不知该说是好是坏,这里没有污垢或淤泥。人类如果在某处过着日常生活,一定会制造出种种东西——例如温暖腥臭的污浊。但这里完全没有那种东西。因为清扫得太干净,反而弥漫着一股超现实的感觉。眼前所看见的一切感觉就像舞台上的大型道具或背景。



要说当然也是理所当然的。



因为这里是告别日常生活的地方。



虽然位于日本国土正中央,但这里是「边界」,是「国境」。



走出这里之后,在前方等待自己的是「异国」。就像位于大厅各处的各种免税商店和异国文字所显示的——这里几乎可以说是一个脱离日本领土的地方。

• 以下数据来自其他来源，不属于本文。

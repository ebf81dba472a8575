//! Error types for archweave-core

use thiserror::Error;

/// Main error type for the archweave-core library
#[derive(Error, Debug)]
pub enum Error {
    /// Database error
    #[error("database error: {0}")]
    Database(#[from] rusqlite::Error),

    /// IO error
    #[error("IO error: {0}")]
    Io(#[from] std::io::Error),

    /// JSON serialization error
    #[error("JSON error: {0}")]
    Json(#[from] serde_json::Error),

    /// Configuration error
    #[error("configuration error: {0}")]
    Config(String),

    /// Empty or whitespace-only input
    #[error("validation error: {0}")]
    Validation(String),

    /// Generation service failure (transport problem or non-2xx status)
    #[error("generation error{}: {message}", status_suffix(.status))]
    Generation {
        status: Option<u16>,
        message: String,
    },

    /// Generation service answered 2xx with a body that is not a usable reply
    #[error("malformed generation reply: {0}")]
    MalformedReply(String),

    /// Project not found
    #[error("project not found: {0}")]
    ProjectNotFound(String),

    /// Issue thread not found
    #[error("thread not found: {0}")]
    ThreadNotFound(String),
}

impl Error {
    /// Generation failure without an HTTP status
    pub fn generation(message: impl Into<String>) -> Self {
        Error::Generation {
            status: None,
            message: message.into(),
        }
    }
}

fn status_suffix(status: &Option<u16>) -> String {
    status.map(|s| format!(" ({})", s)).unwrap_or_default()
}

/// Result type alias for archweave-core
pub type Result<T> = std::result::Result<T, Error>;
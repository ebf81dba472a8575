//! Architecture context snapshots
//!
//! Issue-thread requests are grounded in the latest architecture exchange of
//! their project. A missing snapshot is normal ("no context yet") and is
//! distinct from a snapshot with an empty summary.

use std::collections::BTreeMap;
use std::sync::{Arc, Mutex};

use crate::persistence::{keys, PersistenceLayer};
use crate::types::ArchitectureContextSnapshot;

use super::lock;

type SnapshotMap = BTreeMap<String, ArchitectureContextSnapshot>;

/// Holds at most one live snapshot per project. Last write wins.
pub struct ContextBridge {
    persistence: Arc<PersistenceLayer>,
    snapshots: Mutex<SnapshotMap>,
}

impl ContextBridge {
    /// Hydrate from the persisted snapshot map.
    pub fn init(persistence: Arc<PersistenceLayer>) -> Self {
        let snapshots: SnapshotMap = persistence
            .load(keys::ARCHITECTURE_CONTEXT)
            .unwrap_or_default();
        tracing::debug!(count = snapshots.len(), "Loaded architecture context snapshots");
        Self {
            persistence,
            snapshots: Mutex::new(snapshots),
        }
    }

    /// Replace the snapshot for `project_id`.
    pub fn update(&self, project_id: &str, mut snapshot: ArchitectureContextSnapshot) {
        snapshot.project_id = project_id.to_string();
        let mut snapshots = lock(&self.snapshots);
        snapshots.insert(project_id.to_string(), snapshot);
        self.mirror(&snapshots);
        tracing::debug!(project_id, "Architecture context updated");
    }

    pub fn get(&self, project_id: &str) -> Option<ArchitectureContextSnapshot> {
        lock(&self.snapshots).get(project_id).cloned()
    }

    /// Whether a snapshot exists and carries at least one message.
    pub fn has_context(&self, project_id: &str) -> bool {
        lock(&self.snapshots)
            .get(project_id)
            .is_some_and(|s| !s.copied_messages.is_empty())
    }

    /// Drop the snapshot of a deleted project.
    pub fn purge(&self, project_id: &str) {
        let mut snapshots = lock(&self.snapshots);
        if snapshots.remove(project_id).is_some() {
            self.mirror(&snapshots);
        }
    }

    fn mirror(&self, snapshots: &SnapshotMap) {
        if let Err(e) = self.persistence.save(keys::ARCHITECTURE_CONTEXT, snapshots) {
            tracing::warn!(error = %e, "Failed to persist architecture context");
        }
    }
}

不管就法律层面或实质层面而言,外国飞机机舱内已经不属于日本领土。也就是说,只要移动几十公尺的距离,办好几道手续,他就要从祖国离开了。



没错,他现在……正准备离开日本。



留下独生子。



(不……不对。)



他有些自嘲地想着。



是把出了问题的独生子硬推给弟妹然后逃离日本。



奉命到海外工作——被贬职不过是个借口。



就算改革之类的运动如火如荼地进行,所谓的企业本质,在这数十年里仍旧没有什么改变。即使是跟工作完全不相千的私事,也可以成为正大光明的贬职理由。如果离婚的话也就算了,发生「妻子失踪,与陌生男子殉情,尸体被发现」的事情,立刻演变成轰轰烈烈的丑闻。一直想扯他后腿的同事向高层投诉,说他欠缺管理能力——结果,他被派到美国的乡下地方去工作。